After years of debate, taxpayers are close to finally getting a federal contractor misconduct database that should stop their money from being wasted by companies that break the law and don’t deliver. Problem is they may never actually be allowed to see it.

Today marks the close of the public commentary period on federal acquisition regulations that will create the Federal Awardee Performance and Integrity Information System (FAPIIS). The push for a government-wide clearinghouse on contractor performance gained traction in recent years as revelations about soldiers being endangered by shoddy construction in Iraq and twentysomething arms dealers selling corroded Chinese ammunition to the U.S. government demonstrated the need for more oversight.
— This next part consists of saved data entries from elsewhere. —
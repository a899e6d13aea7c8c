// Logging unit tests

use memegen::logging::{init_subscriber, LogFormat, LoggingConfig};

#[test]
fn test_default_logging_config() {
    let config = LoggingConfig::default();
    assert_eq!(config.level, "info");
    assert_eq!(config.format, LogFormat::Pretty);
}

#[test]
fn test_init_subscriber_twice_is_ok() {
    let config = LoggingConfig {
        level: "warn".to_string(),
        format: LogFormat::Json,
    };
    assert!(init_subscriber(&config).is_ok());
    assert!(init_subscriber(&config).is_ok());
}

#[test]
fn test_format_deserializes_lowercase() {
    let format: LogFormat = serde_yaml::from_str("pretty").unwrap();
    assert_eq!(format, LogFormat::Pretty);
}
FAPIIS had a promising start in the Contractor and Federal Spending Accountability Act of 2008, sponsored by Rep. Carolyn Maloney (D-NY) and Sen. Claire McCaskill (D-MO). The database described in the Act was modeled on the Project on Government Oversight’s Federal Contractor Misconduct Database . Though some individual agencies maintain similar databases, the only extant government-wide database simply lists suspended and debarred companies. 

Unfortunately, a few points got lost in translation between the government oversight and armed services committees, which folded the legislation into the FY 2009 National Defense Authorization Act. The database was strongly opposed by contractor groups such as the Information Technology Association of America as well as lawmakers like former Rep. Tom Davis (R-VA), whose Northern Virginia district is chockablock with Beltway contractors. The version that ended up in the authorization bill would only track civil and criminal proceedings resulting in a penalty or conviction, excluding complaints that could show a pattern of problems or those that end in settlements.
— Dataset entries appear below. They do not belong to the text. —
//! Caption compositor.
//!
//! Turns a [`RenderRequest`] into a [`RenderedImage`]:
//!
//! 1. convert the background to RGBA and resize it to the target size
//! 2. lay out top and bottom text independently
//! 3. draw both with a black outline and white fill
//! 4. letterbox onto a blurred background when an exact size was requested
//! 5. stamp the watermark in the bottom-left corner
//!
//! Rendering is synchronous and touches no shared mutable state, so
//! independent requests can run on separate threads with one `Compositor`.

use tracing::Span;

use super::metrics::FontMetrics;
use super::optimizer::{optimize, LayoutConstraints, LayoutResult};
use super::outline::OutlinedTextRenderer;
use super::position::{bottom_position, top_position, watermark_position};
use super::request::{RenderRequest, RenderedImage};
use super::typeface::{GlyphFont, Typeface};
use crate::config::RenderConfig;
use crate::error::RenderError;
use crate::image_ops::{
    fit_dimensions, pad_with_blurred_background, resize_rgba, validate_fitted, validate_target,
};

/// Renders caption requests with a fixed configuration.
#[derive(Debug, Clone)]
pub struct Compositor {
    config: RenderConfig,
    span: Span,
}

impl Compositor {
    pub fn new(config: RenderConfig) -> Result<Self, RenderError> {
        config.validate()?;
        Ok(Self {
            config,
            span: tracing::info_span!("compositor"),
        })
    }

    /// Emit this compositor's events inside `span`.
    pub fn with_span(mut self, span: Span) -> Self {
        self.span = span;
        self
    }

    pub fn config(&self) -> &RenderConfig {
        &self.config
    }

    pub fn render(&self, request: &RenderRequest) -> Result<RenderedImage, RenderError> {
        let _entered = self.span.enter();
        let config = &self.config;
        let (target_width, target_height) = request.target_size();

        validate_target(target_width, target_height, config.max_dimension)?;

        let background = &request.background;
        let source = background.to_rgba8();
        let (width, height) = fit_dimensions(
            background.width(),
            background.height(),
            target_width,
            target_height,
            config.baseline_width,
        );
        validate_fitted(width, height, config.max_dimension)?;

        tracing::info!(
            source_width = background.width(),
            source_height = background.height(),
            width,
            height,
            format = %background.output_format(),
            "Resizing background"
        );

        let mut surface = resize_rgba(&source, width, height)?;

        let font: &dyn Typeface = request.font.as_ref();
        let constraints = LayoutConstraints::for_image(width, height, config);
        let top = optimize(font, &request.top_text, &constraints);
        let bottom = optimize(font, &request.bottom_text, &constraints);

        self.draw_captions(&mut surface, font, &top, &bottom, request.watermark.is_some());

        if let (Some(box_width), Some(box_height)) = (target_width, target_height) {
            surface =
                pad_with_blurred_background(&surface, &source, box_width, box_height, config)?;
        }

        if let Some(text) = &request.watermark {
            let fallback;
            let watermark_font: &dyn Typeface = match &request.watermark_font {
                Some(font) => font.as_ref(),
                None => {
                    fallback = GlyphFont::embedded()?;
                    &fallback
                }
            };
            let position = watermark_position(surface.height(), config);
            OutlinedTextRenderer::new(watermark_font).draw(
                &mut surface,
                position,
                text,
                config.watermark_font_size,
            );
        }

        tracing::info!(
            width = surface.width(),
            height = surface.height(),
            top_size = top.font_size,
            bottom_size = bottom.font_size,
            "Rendered caption"
        );

        Ok(RenderedImage::new(surface, background.output_format()))
    }

    fn draw_captions(
        &self,
        surface: &mut image::RgbaImage,
        font: &dyn Typeface,
        top: &LayoutResult,
        bottom: &LayoutResult,
        watermarked: bool,
    ) {
        let metrics = FontMetrics::new(font);
        let renderer = OutlinedTextRenderer::new(font);
        let (width, height) = surface.dimensions();

        let top_block = metrics.block_size(&top.lines, top.font_size);
        let bottom_block = metrics.block_size(&bottom.lines, bottom.font_size);

        let top_at = top_position(width, top_block);
        let bottom_at = bottom_position(width, height, bottom_block, watermarked, &self.config);

        renderer.draw_lines(surface, top_at, &top.lines, top.font_size);
        renderer.draw_lines(surface, bottom_at, &bottom.lines, bottom.font_size);
    }
}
Worse, the current version would be accessible only to federal contracting officers and members of Congress. Beyond the fact that taxpayers should know where—and to whom—their dollars go, cutting the public out of its watchdog role is particularly troubling in light of a 2008 Defense Department Inspector General report that found acquisition officers filed performance reports on contractors late or incorrectly, and rarely checked the information when awarding a contract anyway. Clearly, this gloomy corner of government needs all the sunlight it can get.